Registration Rights Agreement
On August 21, 2023, concurrently with the execution of the Merger Agreement, and to be effective upon the closing of the Mergers, Permian Resources, certain stockholders of Permian Resources and certain stockholders of Earthstone have entered into a Registration Rights Agreement (the “Registration Rights Agreement”), by and among Permian Resources and the parties listed on the signature pages thereto, pursuant to which Permian Resources will grant to such entities certain demand, “piggy-back” and shelf registration rights with respect to the shares of PR Class A Common Stock to be received by such entities in the Mergers, subject to certain customary thresholds and conditions. Permian Resources agrees to pay certain expenses of the parties incurred in connection with the exercise of their rights under the Registration Rights Agreement and indemnify them for certain securities law matters in connection with any registration statement filed pursuant thereto. The parties to the Registration Rights Agreement will be restricted from the sale and/or transfer of the PR Class A Common Stock for a period of six months following the closing of the Mergers, subject to certain exceptions.

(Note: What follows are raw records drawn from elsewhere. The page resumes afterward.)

//! Action log entry type.
//!
//! Every action the dispatcher executes is appended to `actions.log` so a
//! session can be inspected or replayed against its starting world.

use serde::{Deserialize, Serialize};

use park_core::{Action, GameCommand, SerialiseError};

/// One executed action.
///
/// # Layout
///
/// Each entry is serialized using bincode and stored with a length prefix:
/// ```text
/// [u32 length][bincode serialized ActionLogEntry]
/// ```
///
/// The action itself is kept in its network wire form so the log replays
/// through exactly the same decoder peers use.
#[derive(Debug, Clone, PartialEq, Eq, Serialize, Deserialize)]
pub struct ActionLogEntry {
    /// Position in the log, starting at zero.
    pub sequence: u64,

    /// Simulation tick the action executed on.
    pub tick: u32,

    /// Raw command tag, kept for summaries that skip decoding.
    pub command: u32,

    /// Envelope and parameters as produced by [`Action::encode`].
    pub payload: Vec<u8>,
}

impl ActionLogEntry {
    /// Encodes `action` into a new entry.
    ///
    /// # Errors
    ///
    /// Propagates the stream error if the action cannot be encoded.
    pub fn new(sequence: u64, tick: u32, action: &Action) -> Result<Self, SerialiseError> {
        use park_core::GameAction;

        Ok(Self {
            sequence,
            tick,
            command: action.action_type() as u32,
            payload: action.encode()?,
        })
    }

    /// Command named by the entry's tag, if it is one this build knows.
    pub fn command(&self) -> Option<GameCommand> {
        GameCommand::from_repr(self.command)
    }

    /// Rebuilds the logged action.
    ///
    /// # Errors
    ///
    /// Fails if the payload no longer decodes.
    pub fn decode(&self) -> Result<Action, SerialiseError> {
        Action::decode(&self.payload)
    }
}
fn offset_heights(element: &TileElement, offset: i8) -> Result<TileElement, ActionResult> {
    let base = i32::from(element.base_height) + i32::from(offset);
    let clearance = i32::from(element.clearance_height) + i32::from(offset);
    if base < 0 || clearance < 0 {
        return Err(ActionResult::error(
            Status::TooLow,
            StringId::CantLowerElementHere,
            StringId::None,
        ));
    }
    if base > MAX_ELEMENT_HEIGHT || clearance > MAX_ELEMENT_HEIGHT {
        return Err(too_high());
    }
    let mut element = *element;
    element.base_height = base as u8;
    element.clearance_height = clearance as u8;
    Ok(element)
}

fn too_high() -> ActionResult {
    ActionResult::error(Status::TooHigh, StringId::CantRaiseElementHere, StringId::None)
}

pub(super) fn no_free_elements() -> ActionResult {
    ActionResult::error(Status::NoFreeElements, StringId::CantDoThis, StringId::None)
}

pub(super) fn too_many_banners() -> ActionResult {
    ActionResult::error(
        Status::Unknown,
        StringId::TooManyBannersInGame,
        StringId::None,
    )
}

The foregoing summary of the Registration Rights Agreement is qualified in its entirety by reference to the full text of the Registration Rights Agreement, a copy of which is attached as Exhibit 10.7 to this Current Report on Form 8-K and is incorporated into this Item 1.01 by reference.

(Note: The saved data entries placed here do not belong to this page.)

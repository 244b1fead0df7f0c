//! Tile elements: the entries stacked on every map tile.
//!
//! Every element shares a small header (heights, facing, occupied quadrants,
//! ghost flag) and carries kind-specific data in [`ElementData`]. Elements can
//! be flattened into a fixed 16-byte raw record, which is how a copied element
//! travels inside a tile paste command.

use bitflags::bitflags;

use super::banner::BannerIndex;
use super::common::{COORDS_Z_STEP, Direction, ObjectEntryIndex};
use super::ride::RideId;
use crate::state::StateError;

/// Size of a raw element record in bytes.
pub const TILE_ELEMENT_SIZE: usize = 16;

pub const SLOPE_FLAT: u8 = 0b0000_0000;
pub const SLOPE_N_CORNER_UP: u8 = 0b0000_0001;
pub const SLOPE_E_CORNER_UP: u8 = 0b0000_0010;
pub const SLOPE_S_CORNER_UP: u8 = 0b0000_0100;
pub const SLOPE_W_CORNER_UP: u8 = 0b0000_1000;
pub const SLOPE_ALL_CORNERS_UP: u8 = 0b0000_1111;
pub const SLOPE_DOUBLE_HEIGHT: u8 = 0b0001_0000;
pub const SLOPE_N_CORNER_DN: u8 = SLOPE_ALL_CORNERS_UP & !SLOPE_N_CORNER_UP;
pub const SLOPE_E_CORNER_DN: u8 = SLOPE_ALL_CORNERS_UP & !SLOPE_E_CORNER_UP;
pub const SLOPE_S_CORNER_DN: u8 = SLOPE_ALL_CORNERS_UP & !SLOPE_S_CORNER_UP;
pub const SLOPE_W_CORNER_DN: u8 = SLOPE_ALL_CORNERS_UP & !SLOPE_W_CORNER_UP;

bitflags! {
    /// Land ownership bits stored on a surface element.
    #[derive(Clone, Copy, Debug, PartialEq, Eq, Hash, Default)]
    #[cfg_attr(feature = "serde", derive(serde::Serialize, serde::Deserialize))]
    pub struct Ownership: u8 {
        const CONSTRUCTION_RIGHTS_OWNED     = 1 << 4;
        const OWNED                         = 1 << 5;
        const CONSTRUCTION_RIGHTS_AVAILABLE = 1 << 6;
        const AVAILABLE                     = 1 << 7;
    }
}

/// Type tag of a tile element, as stored in byte 0 of the raw record.
#[derive(Clone, Copy, Debug, PartialEq, Eq, Hash, strum::FromRepr, strum::IntoStaticStr)]
#[strum(serialize_all = "snake_case")]
#[repr(u8)]
pub enum ElementType {
    Surface = 0,
    Path = 1,
    Track = 2,
    SmallScenery = 3,
    Entrance = 4,
    Wall = 5,
    LargeScenery = 6,
    Banner = 7,
    Corrupt = 8,
}

/// Which kind of entrance an entrance element is.
#[derive(Clone, Copy, Debug, PartialEq, Eq, Hash, strum::FromRepr)]
#[cfg_attr(feature = "serde", derive(serde::Serialize, serde::Deserialize))]
#[repr(u8)]
pub enum EntranceType {
    RideEntrance = 0,
    RideExit = 1,
    ParkEntrance = 2,
}

#[derive(Clone, Copy, Debug, Default, PartialEq, Eq)]
#[cfg_attr(feature = "serde", derive(serde::Serialize, serde::Deserialize))]
pub struct SurfaceElement {
    pub slope: u8,
    pub ownership: Ownership,
    /// One bit per edge: `0x8` west, `0x4` north, `0x2` east, `0x1` south.
    pub park_fences: u8,
}

#[derive(Clone, Copy, Debug, Default, PartialEq, Eq)]
#[cfg_attr(feature = "serde", derive(serde::Serialize, serde::Deserialize))]
pub struct PathElement {
    pub surface: ObjectEntryIndex,
    pub is_sloped: bool,
    pub slope_direction: Direction,
    /// Low nibble: connected edges. High nibble: connected corners.
    pub edges: u8,
    pub is_broken: bool,
}

#[derive(Clone, Copy, Debug, Default, PartialEq, Eq)]
#[cfg_attr(feature = "serde", derive(serde::Serialize, serde::Deserialize))]
pub struct TrackElement {
    pub ride: RideId,
    pub track_type: u8,
    pub sequence: u8,
    pub has_chain: bool,
    pub block_brake_closed: bool,
    pub is_indestructible: bool,
}

#[derive(Clone, Copy, Debug, Default, PartialEq, Eq)]
#[cfg_attr(feature = "serde", derive(serde::Serialize, serde::Deserialize))]
pub struct SmallSceneryElement {
    pub entry: ObjectEntryIndex,
    pub quadrant: u8,
}

#[derive(Clone, Copy, Debug, PartialEq, Eq)]
#[cfg_attr(feature = "serde", derive(serde::Serialize, serde::Deserialize))]
pub struct EntranceElement {
    pub entrance_type: EntranceType,
    pub ride: RideId,
    pub station: u8,
    pub sequence: u8,
}

#[derive(Clone, Copy, Debug, PartialEq, Eq)]
#[cfg_attr(feature = "serde", derive(serde::Serialize, serde::Deserialize))]
pub struct WallElement {
    pub entry: ObjectEntryIndex,
    /// 0 = flat, 1 = sloped up, 2 = sloped down.
    pub slope: u8,
    pub animation_frame: u8,
    pub banner: BannerIndex,
}

#[derive(Clone, Copy, Debug, PartialEq, Eq)]
#[cfg_attr(feature = "serde", derive(serde::Serialize, serde::Deserialize))]
pub struct LargeSceneryElement {
    pub entry: ObjectEntryIndex,
    pub sequence: u8,
    pub banner: BannerIndex,
}

#[derive(Clone, Copy, Debug, PartialEq, Eq)]
#[cfg_attr(feature = "serde", derive(serde::Serialize, serde::Deserialize))]
pub struct BannerElement {
    pub index: BannerIndex,
    /// Edge of the tile the banner stands on.
    pub position: Direction,
    /// One bit per edge that guests may walk through.
    pub allowed_edges: u8,
}

/// Kind-specific payload of a tile element.
#[derive(Clone, Copy, Debug, PartialEq, Eq)]
#[cfg_attr(feature = "serde", derive(serde::Serialize, serde::Deserialize))]
pub enum ElementData {
    Surface(SurfaceElement),
    Path(PathElement),
    Track(TrackElement),
    SmallScenery(SmallSceneryElement),
    Entrance(EntranceElement),
    Wall(WallElement),
    LargeScenery(LargeSceneryElement),
    Banner(BannerElement),
    Corrupt,
}

/// One entry of a tile's element stack.
#[derive(Clone, Copy, Debug, PartialEq, Eq)]
#[cfg_attr(feature = "serde", derive(serde::Serialize, serde::Deserialize))]
pub struct TileElement {
    /// Bottom of the element in height units.
    pub base_height: u8,
    /// Top of the element in height units.
    pub clearance_height: u8,
    pub direction: Direction,
    pub occupied_quadrants: u8,
    /// Provisional preview element not yet confirmed by the player.
    pub is_ghost: bool,
    pub data: ElementData,
}

impl Default for TileElement {
    fn default() -> Self {
        Self::new(ElementData::Surface(SurfaceElement::default()), 0, 0)
    }
}

impl TileElement {
    pub const fn new(data: ElementData, base_height: u8, clearance_height: u8) -> Self {
        Self {
            base_height,
            clearance_height,
            direction: 0,
            occupied_quadrants: 0,
            is_ghost: false,
            data,
        }
    }

    #[must_use]
    pub const fn with_direction(mut self, direction: Direction) -> Self {
        self.direction = direction;
        self
    }

    #[must_use]
    pub const fn with_quadrants(mut self, occupied_quadrants: u8) -> Self {
        self.occupied_quadrants = occupied_quadrants;
        self
    }

    #[must_use]
    pub const fn with_ghost(mut self, is_ghost: bool) -> Self {
        self.is_ghost = is_ghost;
        self
    }

    pub const fn element_type(&self) -> ElementType {
        match self.data {
            ElementData::Surface(_) => ElementType::Surface,
            ElementData::Path(_) => ElementType::Path,
            ElementData::Track(_) => ElementType::Track,
            ElementData::SmallScenery(_) => ElementType::SmallScenery,
            ElementData::Entrance(_) => ElementType::Entrance,
            ElementData::Wall(_) => ElementType::Wall,
            ElementData::LargeScenery(_) => ElementType::LargeScenery,
            ElementData::Banner(_) => ElementType::Banner,
            ElementData::Corrupt => ElementType::Corrupt,
        }
    }

    /// Base height in world units.
    pub const fn base_z(&self) -> i32 {
        self.base_height as i32 * COORDS_Z_STEP
    }

    /// Clearance height in world units.
    pub const fn clearance_z(&self) -> i32 {
        self.clearance_height as i32 * COORDS_Z_STEP
    }

    pub fn as_surface(&self) -> Option<&SurfaceElement> {
        match &self.data {
            ElementData::Surface(surface) => Some(surface),
            _ => None,
        }
    }

    pub fn as_banner(&self) -> Option<&BannerElement> {
        match &self.data {
            ElementData::Banner(banner) => Some(banner),
            _ => None,
        }
    }

    pub fn as_entrance(&self) -> Option<&EntranceElement> {
        match &self.data {
            ElementData::Entrance(entrance) => Some(entrance),
            _ => None,
        }
    }

    pub fn as_track(&self) -> Option<&TrackElement> {
        match &self.data {
            ElementData::Track(track) => Some(track),
            _ => None,
        }
    }

    /// Banner record referenced by this element, if any.
    ///
    /// Banners, walls and large scenery may carry a banner index; a null index
    /// means no reference.
    pub fn banner_index(&self) -> Option<BannerIndex> {
        let index = match &self.data {
            ElementData::Banner(banner) => banner.index,
            ElementData::Wall(wall) => wall.banner,
            ElementData::LargeScenery(scenery) => scenery.banner,
            _ => return None,
        };
        (!index.is_null()).then_some(index)
    }

    /// Points the element at another banner record. No-op for kinds that
    /// cannot carry one.
    pub fn set_banner_index(&mut self, index: BannerIndex) {
        match &mut self.data {
            ElementData::Banner(banner) => banner.index = index,
            ElementData::Wall(wall) => wall.banner = index,
            ElementData::LargeScenery(scenery) => scenery.banner = index,
            _ => {}
        }
    }

    // ========================================================================
    // Raw record
    // ========================================================================

    /// Flattens the element into its 16-byte raw record.
    ///
    /// Layout: type, flags, direction, base height, clearance height,
    /// occupied quadrants, then ten bytes of kind-specific payload
    /// (multi-byte values big-endian).
    pub fn to_raw(&self) -> [u8; TILE_ELEMENT_SIZE] {
        let mut raw = [0u8; TILE_ELEMENT_SIZE];
        raw[0] = self.element_type() as u8;
        raw[1] = u8::from(self.is_ghost);
        raw[2] = self.direction;
        raw[3] = self.base_height;
        raw[4] = self.clearance_height;
        raw[5] = self.occupied_quadrants;

        let payload = &mut raw[6..];
        match &self.data {
            ElementData::Surface(surface) => {
                payload[0] = surface.slope;
                payload[1] = surface.ownership.bits();
                payload[2] = surface.park_fences;
            }
            ElementData::Path(path) => {
                payload[0] = u8::from(path.is_sloped) | (u8::from(path.is_broken) << 1);
                payload[1] = path.slope_direction;
                payload[2] = path.edges;
                payload[3..5].copy_from_slice(&path.surface.0.to_be_bytes());
            }
            ElementData::Track(track) => {
                payload[0..2].copy_from_slice(&track.ride.0.to_be_bytes());
                payload[2] = track.track_type;
                payload[3] = track.sequence;
                payload[4] = u8::from(track.has_chain)
                    | (u8::from(track.block_brake_closed) << 1)
                    | (u8::from(track.is_indestructible) << 2);
            }
            ElementData::SmallScenery(scenery) => {
                payload[0..2].copy_from_slice(&scenery.entry.0.to_be_bytes());
                payload[2] = scenery.quadrant;
            }
            ElementData::Entrance(entrance) => {
                payload[0] = entrance.entrance_type as u8;
                payload[1..3].copy_from_slice(&entrance.ride.0.to_be_bytes());
                payload[3] = entrance.station;
                payload[4] = entrance.sequence;
            }
            ElementData::Wall(wall) => {
                payload[0..2].copy_from_slice(&wall.entry.0.to_be_bytes());
                payload[2] = wall.slope;
                payload[3] = wall.animation_frame;
                payload[4..6].copy_from_slice(&wall.banner.0.to_be_bytes());
            }
            ElementData::LargeScenery(scenery) => {
                payload[0..2].copy_from_slice(&scenery.entry.0.to_be_bytes());
                payload[2] = scenery.sequence;
                payload[3..5].copy_from_slice(&scenery.banner.0.to_be_bytes());
            }
            ElementData::Banner(banner) => {
                payload[0..2].copy_from_slice(&banner.index.0.to_be_bytes());
                payload[2] = banner.position;
                payload[3] = banner.allowed_edges;
            }
            ElementData::Corrupt => {}
        }
        raw
    }

    /// Rebuilds an element from its raw record.
    ///
    /// # Errors
    ///
    /// Returns an error for unknown type tags or unknown entrance types.
    pub fn from_raw(raw: &[u8; TILE_ELEMENT_SIZE]) -> Result<Self, StateError> {
        let element_type =
            ElementType::from_repr(raw[0]).ok_or(StateError::UnknownElementType(raw[0]))?;
        let p = &raw[6..];
        let u16_at = |offset: usize| u16::from_be_bytes([p[offset], p[offset + 1]]);

        let data = match element_type {
            ElementType::Surface => ElementData::Surface(SurfaceElement {
                slope: p[0],
                ownership: Ownership::from_bits_retain(p[1]),
                park_fences: p[2],
            }),
            ElementType::Path => ElementData::Path(PathElement {
                is_sloped: p[0] & 0b01 != 0,
                is_broken: p[0] & 0b10 != 0,
                slope_direction: p[1],
                edges: p[2],
                surface: ObjectEntryIndex(u16_at(3)),
            }),
            ElementType::Track => ElementData::Track(TrackElement {
                ride: RideId(u16_at(0)),
                track_type: p[2],
                sequence: p[3],
                has_chain: p[4] & 0b001 != 0,
                block_brake_closed: p[4] & 0b010 != 0,
                is_indestructible: p[4] & 0b100 != 0,
            }),
            ElementType::SmallScenery => ElementData::SmallScenery(SmallSceneryElement {
                entry: ObjectEntryIndex(u16_at(0)),
                quadrant: p[2],
            }),
            ElementType::Entrance => ElementData::Entrance(EntranceElement {
                entrance_type: EntranceType::from_repr(p[0])
                    .ok_or(StateError::UnknownEntranceType(p[0]))?,
                ride: RideId(u16_at(1)),
                station: p[3],
                sequence: p[4],
            }),
            ElementType::Wall => ElementData::Wall(WallElement {
                entry: ObjectEntryIndex(u16_at(0)),
                slope: p[2],
                animation_frame: p[3],
                banner: BannerIndex(u16_at(4)),
            }),
            ElementType::LargeScenery => ElementData::LargeScenery(LargeSceneryElement {
                entry: ObjectEntryIndex(u16_at(0)),
                sequence: p[2],
                banner: BannerIndex(u16_at(3)),
            }),
            ElementType::Banner => ElementData::Banner(BannerElement {
                index: BannerIndex(u16_at(0)),
                position: p[2],
                allowed_edges: p[3],
            }),
            ElementType::Corrupt => ElementData::Corrupt,
        };

        Ok(Self {
            base_height: raw[3],
            clearance_height: raw[4],
            direction: raw[2],
            occupied_quadrants: raw[5],
            is_ghost: raw[1] & 0b1 != 0,
            data,
        })
    }
}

Item 7.01. | Regulation FD Disclosure. |
On August 21, 2023, in connection with the announcement of the Merger Agreement, Permian Resources sent a written communication to its employees, a copy of which is furnished herewith as Exhibit 99.1 and incorporated by reference herein.
The information contained in this Item 7.01, including Exhibit 99.1, is being furnished and shall not be deemed “filed” for the purposes of Section 18 of the Securities Exchange Act of 1934, as amended (the “Exchange Act”), or otherwise subject to the liabilities of that section, nor shall it be deemed incorporated by reference into any registration statement or other filing under the Securities Act, except as shall be expressly set forth by specific reference to such filing.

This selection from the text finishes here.